Santiago Roncagliolo: “We have reduced Peru to a match between the U and Alianza Lima”

Santiago Roncagliolo, a writer with many readers, was passing through Lima and presented The accident (Seix Barral), his latest novel. Much of Roncagliolo’s poetry is nourished by current events and the protagonist of this story, a woman named Maritza Fontana, believes she has her life together until one night everything begins to collapse for her. Impossible not to weave readings (the power of fiction) between The accident and the current Peruvian reality, an aspect that La República talks about with Roncagliolo. We go from the political to the literary.

-You worked on the issue of terrorist violence at the Ombudsman’s Office. You know the subject.
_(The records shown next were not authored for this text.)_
//! Port for clipboard access.

use crate::error::AppError;

/// Writes text to the platform clipboard.
///
/// # Implementations
///
/// - [`crate::infrastructure::clipboard::SystemClipboard`] - Native clipboard via `arboard`
/// - [`crate::infrastructure::clipboard::NullClipboard`] - Headless fallback, always denies
#[cfg_attr(test, mockall::automock)]
pub trait ClipboardService: Send + Sync {
    /// # Errors
    ///
    /// Returns [`AppError::Clipboard`] if the platform denies access.
    fn write_text(&self, text: &str) -> Result<(), AppError>;
}
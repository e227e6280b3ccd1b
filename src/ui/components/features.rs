//! Static marketing cards and footer.

use colored::Colorize;

use crate::ui::style::{Palette, paint};

pub struct Feature {
    pub icon: &'static str,
    pub title: &'static str,
    pub description: &'static str,
}

pub const FEATURES: [Feature; 3] = [
    Feature {
        icon: "⚡",
        title: "Lightning Fast",
        description: "Generate short URLs in seconds with our optimized infrastructure",
    },
    Feature {
        icon: "📊",
        title: "Detailed Analytics",
        description: "Track clicks, platforms, and user engagement with beautiful charts",
    },
    Feature {
        icon: "🛡️",
        title: "Secure & Reliable",
        description: "Your URLs are protected with enterprise-grade security",
    },
];

pub fn render(palette: &Palette) -> String {
    FEATURES
        .iter()
        .map(|feature| {
            format!(
                "{} {}\n   {}",
                feature.icon,
                paint(feature.title, palette.text).bold(),
                paint(feature.description, palette.muted),
            )
        })
        .collect::<Vec<_>>()
        .join("\n")
}

pub fn render_footer(palette: &Palette) -> String {
    paint(
        "Commands: <url> shorten · :copy · :qr [path] · :theme · :help · :quit",
        palette.muted,
    )
    .to_string()
}
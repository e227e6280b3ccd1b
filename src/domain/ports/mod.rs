//! Port traits for the domain layer.
//!
//! The UI components talk to the outside world only through these traits.
//! Concrete adapters live in `crate::infrastructure`; mocks are generated
//! with `mockall` for unit tests.
//!
//! - [`LinkApi`] - Shortening endpoint
//! - [`AnalyticsApi`] - Platform summary endpoint
//! - [`QrEncoder`] - QR code rendering
//! - [`ClipboardService`] - System clipboard access

pub mod analytics_api;
pub mod clipboard;
pub mod link_api;
pub mod qr_encoder;

pub use analytics_api::AnalyticsApi;
pub use clipboard::ClipboardService;
pub use link_api::LinkApi;
pub use qr_encoder::QrEncoder;

#[cfg(test)]
pub use analytics_api::MockAnalyticsApi;
#[cfg(test)]
pub use clipboard::MockClipboardService;
#[cfg(test)]
pub use link_api::MockLinkApi;
#[cfg(test)]
pub use qr_encoder::MockQrEncoder;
-I worked in the Ombudsman’s Office. The documents that came out of the Human Rights Commission went to the Truth Commission. I went to prisons, I read a lot of human rights topics, especially when I had to write about them. That experience inspired some of my novels.

As Red April.

-The protagonist is a public employee, who is very similar, for better or worse, to what many people I met there were like.

-What do you think when talking about urban terrorism?
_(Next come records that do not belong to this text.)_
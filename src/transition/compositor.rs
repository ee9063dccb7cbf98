use crate::foundation::core::{Canvas, Rect, Transform2D};
use crate::scene::frame::{Clip, VisualFrame};
use crate::transition::kind::{Edge, TransitionKind};

/// Blend outgoing frame `a` into incoming frame `b`.
///
/// `progress` is the eased transition progress. At `progress <= 0` (or NaN) the result is
/// exactly `a`; at `progress >= 1` exactly `b`. In between, both frames become groups
/// stacked `a` below `b` and shaped by `kind`. The result depends only on the two frames
/// and `progress`.
pub fn composite(
    a: &VisualFrame,
    b: &VisualFrame,
    progress: f64,
    kind: TransitionKind,
    canvas: Canvas,
) -> VisualFrame {
    if progress.is_nan() || progress <= 0.0 {
        return a.clone();
    }
    if progress >= 1.0 {
        return b.clone();
    }
    let p = progress;
    let (w, h) = (f64::from(canvas.width), f64::from(canvas.height));
    let out = a.clone().into_group();
    let inc = b.clone().into_group();

    let layers = match kind {
        TransitionKind::Fade => vec![out.with_opacity(1.0 - p), inc.with_opacity(p)],
        TransitionKind::Slide { from } => {
            let (dir_x, dir_y) = edge_direction(from);
            let enter = 1.0 - p;
            vec![
                out.with_transform(Transform2D::translate(-dir_x * p * w, -dir_y * p * h)),
                inc.with_transform(Transform2D::translate(dir_x * enter * w, dir_y * enter * h)),
            ]
        }
        TransitionKind::Wipe { from } => {
            let rect = match from {
                Edge::Left => Rect::new(0.0, 0.0, p * w, h),
                Edge::Right => Rect::new((1.0 - p) * w, 0.0, w, h),
                Edge::Top => Rect::new(0.0, 0.0, w, p * h),
                Edge::Bottom => Rect::new(0.0, (1.0 - p) * h, w, h),
            };
            vec![out, inc.with_clip(Clip::Rect { rect })]
        }
        TransitionKind::ClockWipe => vec![
            out,
            inc.with_clip(Clip::Sweep {
                center: canvas.center(),
                sweep_deg: p * 360.0,
            }),
        ],
    };

    VisualFrame::with_layers(canvas, layers).normalized()
}

/// Unit offset, in canvas sizes, of a frame sitting just outside `edge`.
fn edge_direction(edge: Edge) -> (f64, f64) {
    match edge {
        Edge::Left => (-1.0, 0.0),
        Edge::Right => (1.0, 0.0),
        Edge::Top => (0.0, -1.0),
        Edge::Bottom => (0.0, 1.0),
    }
}

#[cfg(test)]
#[path = "../../tests/unit/transition/compositor.rs"]
mod tests;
-Calling something terrorism is criminalizing it. If it is used for protests, which are legitimate in democracy, it is criminalizing part of democracy. There is protest everywhere. It is a very crude strategy to curtail democratic freedoms. This does not mean that attacks during protests should not be punished, but there are not always attacks during protests. When there is fear, it is easier to repress protest. It is when democracy is least trusted, as if it did not work. While everyone blames leftists, caviars and rightists, we are not asking ourselves why democracies do not work. All these repressions will have public support if it continues to happen to us as it happened to us at the end of the eighties, when after ten years of democracy we had seven thousand percent inflation and seventy thousand deaths. Now, after 24 years of democracy, you cannot go out and there are people who are killed for seven soles. We have diseases like dengue and childhood anemia is increasing. I think the desire for a dictatorship is returning because the majority thinks that democracy does not work. The thing is that I have serious doubts that a dictatorship is going to work better, but that does not take away the fact that democracy is not working and that this implies a problem for the entire society, not just one group. It is not the fault of some, it is that this society is not capable of trusting itself.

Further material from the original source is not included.